Hay que entender nuestros orígenes culturales para reflexionar seriamente sobre el hecho de que en pleno siglo XXI seguimos a expensas de las ocurrencias de chamanes-políticos. Personas que aseguran saber mágicamente qué proyectos, políticas y decisiones son las que necesitamos para salir adelante.
Para progresar como sociedades no hay otro camino que la generación de un estado de derecho en donde la decisión de vivir cómo mejor le plazca a cada uno sea respetada en un contexto de igualdad ante la ley y de libertad económica y política.

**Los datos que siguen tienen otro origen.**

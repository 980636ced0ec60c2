//! Unit tests for the config module.

#![allow(clippy::unwrap_used, clippy::panic)]

use std::{fs, time::Duration};

use tempfile::TempDir;

use crate::{
    BridgeError,
    config::{Config, ConfigPaths, LogLevel},
};

#[test]
fn defaults_match_documented_values() {
    let config = Config::default();

    assert_eq!(config.general.log_level, LogLevel::Warn);
    assert_eq!(config.player.executable, "radiotray-ng");
    assert!(config.player.args.is_empty());
    assert_eq!(config.player.autoplay_flag, "--play");
    assert_eq!(config.bridge.poll_interval(), Duration::from_secs(1));
    assert_eq!(config.bridge.bus_name, "radiotray_ng");
    assert_eq!(config.bridge.identity, "Radiotray-NG");
    assert_eq!(config.bridge.desktop_entry, "radiotray-ng");

    let policy = config.bridge.retry_policy();
    assert_eq!(policy.max_attempts, 30);
    assert_eq!(policy.delay, Duration::from_secs(1));
}

#[test]
fn empty_toml_gives_defaults() {
    let config = Config::from_toml("", None).unwrap();

    assert_eq!(config, Config::default());
}

#[test]
fn partial_sections_keep_other_defaults() {
    let toml_str = r#"
        [general]
        log_level = "debug"

        [bridge]
        poll_interval_ms = 250
    "#;

    let config = Config::from_toml(toml_str, None).unwrap();

    assert_eq!(config.general.log_level, LogLevel::Debug);
    assert_eq!(config.bridge.poll_interval_ms, 250);
    assert_eq!(config.bridge.connect_attempts, 30);
    assert_eq!(config.player.executable, "radiotray-ng");
}

#[test]
fn serialize_roundtrip() {
    let mut original = Config::default();
    original.player.args = vec!["--config".to_string(), "/tmp/rt.json".to_string()];
    original.general.log_level = LogLevel::Info;

    let toml_str = toml::to_string(&original).unwrap();
    assert!(toml_str.contains("[player]"));

    let deserialized = Config::from_toml(&toml_str, None).unwrap();
    assert_eq!(deserialized, original);
}

#[test]
fn unknown_log_level_is_a_parse_error() {
    let result = Config::from_toml("[general]\nlog_level = \"loud\"\n", None);

    assert!(matches!(result, Err(BridgeError::TomlParseError { .. })));
}

#[test]
fn zero_poll_interval_is_rejected() {
    let mut config = Config::default();
    config.bridge.poll_interval_ms = 0;

    match config.validate() {
        Err(BridgeError::InvalidConfigField { field, .. }) => {
            assert_eq!(field, "bridge.poll_interval_ms");
        }
        other => panic!("unexpected result: {other:?}"),
    }
}

#[test]
fn zero_connect_attempts_is_rejected() {
    let mut config = Config::default();
    config.bridge.connect_attempts = 0;

    assert!(matches!(
        config.validate(),
        Err(BridgeError::InvalidConfigField { .. })
    ));
}

#[test]
fn bus_name_with_spaces_is_rejected() {
    let mut config = Config::default();
    config.bridge.bus_name = "radio tray".to_string();

    assert!(config.validate().is_err());
}

#[test]
fn load_reads_explicit_file() {
    let dir = TempDir::new().unwrap();
    let path = dir.path().join("config.toml");
    fs::write(
        &path,
        "[player]\nexecutable = \"/opt/rt/radiotray-ng\"\nargs = [\"--verbose\"]\n",
    )
    .unwrap();

    let config = Config::load(Some(&path)).unwrap();

    assert_eq!(config.player.executable, "/opt/rt/radiotray-ng");
    assert_eq!(config.player.args, vec!["--verbose"]);
}

#[test]
fn load_missing_explicit_file_fails() {
    let dir = TempDir::new().unwrap();
    let path = dir.path().join("absent.toml");

    assert!(matches!(
        Config::load(Some(&path)),
        Err(BridgeError::ConfigIo { .. })
    ));
}

#[test]
fn load_validates_file_contents() {
    let dir = TempDir::new().unwrap();
    let path = dir.path().join("config.toml");
    fs::write(&path, "[bridge]\nconnect_attempts = 0\n").unwrap();

    assert!(matches!(
        Config::load(Some(&path)),
        Err(BridgeError::InvalidConfigField { .. })
    ));
}

#[test]
fn malformed_file_reports_location() {
    let dir = TempDir::new().unwrap();
    let path = dir.path().join("config.toml");
    fs::write(&path, "[bridge\n").unwrap();

    match Config::load(Some(&path)) {
        Err(BridgeError::TomlParseError { location, .. }) => {
            assert!(location.ends_with("config.toml"));
        }
        other => panic!("unexpected result: {other:?}"),
    }
}

#[test]
fn main_config_lives_in_app_dir() {
    if let Ok(path) = ConfigPaths::main_config() {
        assert!(path.ends_with("radiotray-ng-mpris/config.toml"));
    }
}

#[test]
fn json_schema_names_sections() {
    let schema = Config::json_schema().unwrap();

    assert!(schema.contains("poll_interval_ms"));
    assert!(schema.contains("autoplay_flag"));
}
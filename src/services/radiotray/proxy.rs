#![allow(missing_docs)]

use zbus::{Result, proxy};

/// Well-known bus name of the Radiotray-NG service
pub const SERVICE_NAME: &str = "com.github.radiotray_ng";
/// Object path of the Radiotray-NG service
pub const OBJECT_PATH: &str = "/com/github/radiotray_ng";

/// Radiotray-NG control interface proxy
///
/// Structured getters return JSON-encoded text.
#[proxy(
    interface = "com.github.radiotray_ng",
    default_service = "com.github.radiotray_ng",
    default_path = "/com/github/radiotray_ng"
)]
pub trait RadiotrayNg {
    /// Bookmark groups and stations as JSON
    fn get_bookmarks(&self) -> Result<String>;

    /// Player configuration as JSON
    fn get_config(&self) -> Result<String>;

    /// Current player state as JSON
    fn get_player_state(&self) -> Result<String>;

    /// Toggle mute
    fn mute(&self) -> Result<()>;

    /// Switch to the next station of the current group
    fn next_station(&self) -> Result<()>;

    /// Start playback of the current station
    fn play(&self) -> Result<()>;

    /// Play a bookmarked station
    fn play_station(&self, group: &str, station: &str) -> Result<()>;

    /// Play an arbitrary stream URL
    fn play_url(&self, url: &str) -> Result<()>;

    /// Switch to the previous station of the current group
    fn previous_station(&self) -> Result<()>;

    /// Terminate the player
    fn quit(&self) -> Result<()>;

    /// Re-read the bookmarks file
    fn reload_bookmarks(&self) -> Result<()>;

    /// Set the volume, 0-100, encoded as a decimal string
    fn set_volume(&self, level: &str) -> Result<()>;

    /// Stop playback
    fn stop(&self) -> Result<()>;

    /// Lower the volume by one step
    fn volume_down(&self) -> Result<()>;

    /// Raise the volume by one step
    fn volume_up(&self) -> Result<()>;
}
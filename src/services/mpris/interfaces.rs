#![allow(missing_docs)]

use std::collections::HashMap;

use tracing::debug;
use zbus::{
    fdo, interface,
    object_server::SignalEmitter,
    zvariant::{ObjectPath, OwnedObjectPath, OwnedValue},
};

use super::{
    adapter::{MIME_TYPES, PLAYLIST_ORDERINGS, Playlist, ProtocolAdapter, URI_SCHEMES},
    types::Capabilities,
};
use crate::services::radiotray::ApiError;

fn failed(error: ApiError) -> fdo::Error {
    fdo::Error::Failed(error.to_string())
}

/// `org.mpris.MediaPlayer2` served on behalf of Radiotray-NG
pub struct RootInterface {
    adapter: ProtocolAdapter,
}

impl RootInterface {
    pub fn new(adapter: ProtocolAdapter) -> Self {
        Self { adapter }
    }
}

#[interface(name = "org.mpris.MediaPlayer2")]
impl RootInterface {
    async fn quit(&self) -> fdo::Result<()> {
        self.adapter.quit().await.map_err(failed)
    }

    fn raise(&self) {
        self.adapter.raise();
    }

    #[zbus(property(emits_changed_signal = "const"))]
    fn can_quit(&self) -> bool {
        self.adapter.can(Capabilities::QUIT)
    }

    #[zbus(property(emits_changed_signal = "const"))]
    fn can_raise(&self) -> bool {
        self.adapter.can(Capabilities::RAISE)
    }

    #[zbus(property)]
    fn fullscreen(&self) -> bool {
        self.adapter.fullscreen()
    }

    #[zbus(property)]
    fn set_fullscreen(&self, fullscreen: bool) {
        debug!(fullscreen, "Ignoring fullscreen request");
    }

    #[zbus(property(emits_changed_signal = "const"))]
    fn can_set_fullscreen(&self) -> bool {
        self.adapter.can(Capabilities::FULLSCREEN)
    }

    #[zbus(property(emits_changed_signal = "const"))]
    fn has_track_list(&self) -> bool {
        self.adapter.can(Capabilities::TRACK_LIST)
    }

    #[zbus(property(emits_changed_signal = "const"))]
    fn identity(&self) -> String {
        self.adapter.identity().to_string()
    }

    #[zbus(property(emits_changed_signal = "const"))]
    fn desktop_entry(&self) -> String {
        self.adapter.desktop_entry().to_string()
    }

    #[zbus(property(emits_changed_signal = "const"))]
    fn supported_uri_schemes(&self) -> Vec<String> {
        URI_SCHEMES.iter().map(|s| s.to_string()).collect()
    }

    #[zbus(property(emits_changed_signal = "const"))]
    fn supported_mime_types(&self) -> Vec<String> {
        MIME_TYPES.iter().map(|s| s.to_string()).collect()
    }
}

/// `org.mpris.MediaPlayer2.Player` served on behalf of Radiotray-NG
pub struct PlayerInterface {
    adapter: ProtocolAdapter,
}

impl PlayerInterface {
    pub fn new(adapter: ProtocolAdapter) -> Self {
        Self { adapter }
    }
}

#[interface(name = "org.mpris.MediaPlayer2.Player")]
impl PlayerInterface {
    async fn next(&self) -> fdo::Result<()> {
        self.adapter.next().await.map_err(failed)
    }

    async fn previous(&self) -> fdo::Result<()> {
        self.adapter.previous().await.map_err(failed)
    }

    async fn pause(&self) -> fdo::Result<()> {
        self.adapter.pause().await.map_err(failed)
    }

    async fn play_pause(&self) -> fdo::Result<()> {
        self.adapter.play_pause().await.map_err(failed)
    }

    async fn stop(&self) -> fdo::Result<()> {
        self.adapter.stop().await.map_err(failed)
    }

    async fn play(&self) -> fdo::Result<()> {
        self.adapter.play().await.map_err(failed)
    }

    fn seek(&self, offset: i64) {
        self.adapter.seek(offset);
    }

    fn set_position(&self, track_id: ObjectPath<'_>, position: i64) {
        debug!(%track_id, position, "Ignoring set position request");
    }

    async fn open_uri(&self, uri: String) -> fdo::Result<()> {
        self.adapter.open_uri(&uri).await.map_err(failed)
    }

    #[zbus(signal)]
    async fn seeked(emitter: &SignalEmitter<'_>, position: i64) -> zbus::Result<()>;

    #[zbus(property)]
    async fn playback_status(&self) -> fdo::Result<String> {
        let status = self.adapter.playback_status().await.map_err(failed)?;
        Ok(<&'static str>::from(status).to_string())
    }

    #[zbus(property)]
    fn loop_status(&self) -> String {
        <&'static str>::from(self.adapter.loop_status()).to_string()
    }

    #[zbus(property)]
    fn set_loop_status(&self, loop_status: String) {
        debug!(%loop_status, "Ignoring loop status request");
    }

    #[zbus(property)]
    fn rate(&self) -> f64 {
        self.adapter.rate()
    }

    #[zbus(property)]
    fn set_rate(&self, rate: f64) {
        debug!(rate, "Ignoring rate request");
    }

    #[zbus(property)]
    fn shuffle(&self) -> bool {
        self.adapter.shuffle()
    }

    #[zbus(property)]
    fn set_shuffle(&self, shuffle: bool) {
        debug!(shuffle, "Ignoring shuffle request");
    }

    #[zbus(property)]
    async fn metadata(&self) -> fdo::Result<HashMap<String, OwnedValue>> {
        let metadata = self.adapter.metadata().await.map_err(failed)?;
        metadata
            .to_dbus()
            .map_err(|e| fdo::Error::Failed(format!("Failed to encode metadata: {e}")))
    }

    #[zbus(property)]
    async fn volume(&self) -> fdo::Result<f64> {
        self.adapter.volume().await.map_err(failed)
    }

    /// Forwarded as the truncated 0-100 level; mute is left untouched.
    #[zbus(property)]
    async fn set_volume(&self, volume: f64) -> zbus::Result<()> {
        self.adapter
            .set_volume(volume)
            .await
            .map_err(|e| zbus::Error::from(failed(e)))
    }

    #[zbus(property(emits_changed_signal = "false"))]
    fn position(&self) -> i64 {
        self.adapter.position()
    }

    #[zbus(property(emits_changed_signal = "const"))]
    fn minimum_rate(&self) -> f64 {
        self.adapter.rate()
    }

    #[zbus(property(emits_changed_signal = "const"))]
    fn maximum_rate(&self) -> f64 {
        self.adapter.rate()
    }

    #[zbus(property(emits_changed_signal = "const"))]
    fn can_go_next(&self) -> bool {
        self.adapter.can(Capabilities::GO_NEXT)
    }

    #[zbus(property(emits_changed_signal = "const"))]
    fn can_go_previous(&self) -> bool {
        self.adapter.can(Capabilities::GO_PREVIOUS)
    }

    #[zbus(property(emits_changed_signal = "const"))]
    fn can_play(&self) -> bool {
        self.adapter.can(Capabilities::PLAY)
    }

    #[zbus(property(emits_changed_signal = "const"))]
    fn can_pause(&self) -> bool {
        self.adapter.can(Capabilities::PAUSE)
    }

    #[zbus(property(emits_changed_signal = "const"))]
    fn can_seek(&self) -> bool {
        self.adapter.can(Capabilities::SEEK)
    }

    #[zbus(property(emits_changed_signal = "const"))]
    fn can_control(&self) -> bool {
        self.adapter.can(Capabilities::CONTROL)
    }
}

/// `(id, name, icon)` as carried by the `Playlists` interface
type DbusPlaylist = (OwnedObjectPath, String, String);

fn playlist_to_dbus(playlist: Playlist) -> fdo::Result<DbusPlaylist> {
    let id = OwnedObjectPath::try_from(playlist.id.as_str())
        .map_err(|e| fdo::Error::Failed(format!("Invalid playlist id '{}': {e}", playlist.id)))?;
    Ok((id, playlist.name, playlist.icon))
}

/// `org.mpris.MediaPlayer2.Playlists` served on behalf of Radiotray-NG
pub struct PlaylistsInterface {
    adapter: ProtocolAdapter,
}

impl PlaylistsInterface {
    pub fn new(adapter: ProtocolAdapter) -> Self {
        Self { adapter }
    }
}

#[interface(name = "org.mpris.MediaPlayer2.Playlists")]
impl PlaylistsInterface {
    fn activate_playlist(&self, playlist_id: ObjectPath<'_>) {
        debug!(%playlist_id, "Ignoring playlist activation");
    }

    fn get_playlists(
        &self,
        index: u32,
        max_count: u32,
        order: String,
        reverse_order: bool,
    ) -> fdo::Result<Vec<DbusPlaylist>> {
        self.adapter
            .playlists(index, max_count, &order, reverse_order)
            .into_iter()
            .map(playlist_to_dbus)
            .collect()
    }

    #[zbus(property(emits_changed_signal = "const"))]
    fn playlist_count(&self) -> u32 {
        self.adapter.playlist_count()
    }

    #[zbus(property(emits_changed_signal = "const"))]
    fn orderings(&self) -> Vec<String> {
        PLAYLIST_ORDERINGS.iter().map(|s| s.to_string()).collect()
    }

    /// `(false, ("/", "", ""))` when no playlist is active.
    #[zbus(property(emits_changed_signal = "const"))]
    fn active_playlist(&self) -> fdo::Result<(bool, DbusPlaylist)> {
        match self.adapter.active_playlist() {
            Some(playlist) => Ok((true, playlist_to_dbus(playlist)?)),
            None => Ok((
                false,
                (
                    ObjectPath::from_static_str_unchecked("/").into(),
                    String::new(),
                    String::new(),
                ),
            )),
        }
    }
}
//! Runtime configuration. `Default` describes the shipped headset.

use crate::accessory::{AccessoryVariant, PartPair, VariantConfig};
use crate::constants::{DEFAULT_HIGHLIGHT_INTENSITY, DEFAULT_PICK_RADIUS};
use crate::feature::{FeatureParams, FeaturePointConfig};
use crate::ui::{AttachmentParts, UiParams};
use glam::{Vec3, Vec4};

// Rest positions of the accessory mounts, model space
pub const EARCAP_LEFT_REST: [f32; 3] = [-0.092, 0.0, 0.0];
pub const EARCAP_RIGHT_REST: [f32; 3] = [0.092, 0.0, 0.0];
pub const HEADPIECE_LEFT_REST: [f32; 3] = [-0.06, 0.11, 0.0];
pub const HEADPIECE_RIGHT_REST: [f32; 3] = [0.06, 0.11, 0.0];

pub const CHECKOUT_URL: &str = "https://store.example.com/checkout/headset";
pub const AR_VIEW_URL: &str = "https://store.example.com/ar/headset";

#[derive(Clone, Debug, PartialEq)]
pub struct ConfiguratorConfig {
    pub variants: Vec<VariantConfig>,
    pub features: Vec<FeaturePointConfig>,
    pub feature_params: FeatureParams,
    pub ui: UiParams,
}

impl Default for ConfiguratorConfig {
    fn default() -> Self {
        Self {
            variants: default_variants(),
            features: default_features(),
            feature_params: FeatureParams {
                hover_clip: Some("hover_tick".into()),
                ..FeatureParams::default()
            },
            ui: UiParams {
                checkout_url: CHECKOUT_URL.into(),
                ar_url: AR_VIEW_URL.into(),
                attachments: AttachmentParts {
                    primary: vec!["mic_boom".into()],
                    secondary: vec!["cable_coil".into()],
                },
                ..UiParams::default()
            },
        }
    }
}

fn pair(prefix: &str, left_rest: [f32; 3], right_rest: [f32; 3]) -> PartPair {
    PartPair {
        left: format!("{prefix}_l"),
        right: format!("{prefix}_r"),
        left_rest: Vec3::from_array(left_rest),
        right_rest: Vec3::from_array(right_rest),
    }
}

pub fn default_variants() -> Vec<VariantConfig> {
    AccessoryVariant::ALL
        .into_iter()
        .map(|variant| {
            let key = variant.name().to_lowercase();
            let headpiece = (variant != AccessoryVariant::Default).then(|| {
                pair(
                    &format!("headpiece_{key}"),
                    HEADPIECE_LEFT_REST,
                    HEADPIECE_RIGHT_REST,
                )
            });
            VariantConfig {
                variant,
                earcaps: pair(&format!("earcap_{key}"), EARCAP_LEFT_REST, EARCAP_RIGHT_REST),
                headpiece,
            }
        })
        .collect()
}

fn hotspot(name: &str, anchor: Vec3, description: &str, color: Vec4) -> FeaturePointConfig {
    let key = name.to_lowercase();
    FeaturePointConfig {
        name: name.into(),
        anchor,
        pick_radius: DEFAULT_PICK_RADIUS,
        description: description.into(),
        icon: Some(format!("icons/{key}.svg")),
        renderer: format!("hotspot_{key}"),
        base_color: Vec4::new(0.8, 0.8, 0.8, 1.0),
        highlight_color: color,
        highlight_intensity: DEFAULT_HIGHLIGHT_INTENSITY,
        click_clip: Some(format!("{key}_click")),
        animator: Some("headset".into()),
        trigger: Some(format!("Show{name}")),
    }
}

pub fn default_features() -> Vec<FeaturePointConfig> {
    vec![
        hotspot(
            "Ear",
            Vec3::new(0.1, 0.0, 0.02),
            "Memory-foam cushions with active noise cancellation.",
            Vec4::new(0.2, 0.6, 1.0, 1.0),
        ),
        hotspot(
            "Headband",
            Vec3::new(0.0, 0.14, 0.0),
            "Adjustable steel band with a breathable mesh lining.",
            Vec4::new(1.0, 0.7, 0.2, 1.0),
        ),
        hotspot(
            "Controls",
            Vec3::new(-0.1, -0.03, 0.03),
            "Touch controls for volume, playback and voice assistant.",
            Vec4::new(0.3, 1.0, 0.5, 1.0),
        ),
    ]
}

No hace falta rendir culto a ningún político ni mucho menos ascenderlo al grado de deidad infalible, como algunos pretenden. No hace falta matar gallinas ni buscar chivos expiatorios.
La riqueza cultural de México es gigantesca y debe ser motivo de orgullo, pero hay que conocerla y entenderla. Si fuéramos más responsables y conscientes de nuestro entorno, dejaríamos las creencias mágicas para el plano personal. Y nada más.
Los chamanes de nuestros tiempos deben limitarse a estar en los templos y no en el congreso o portando bandas presidenciales. Así de claro.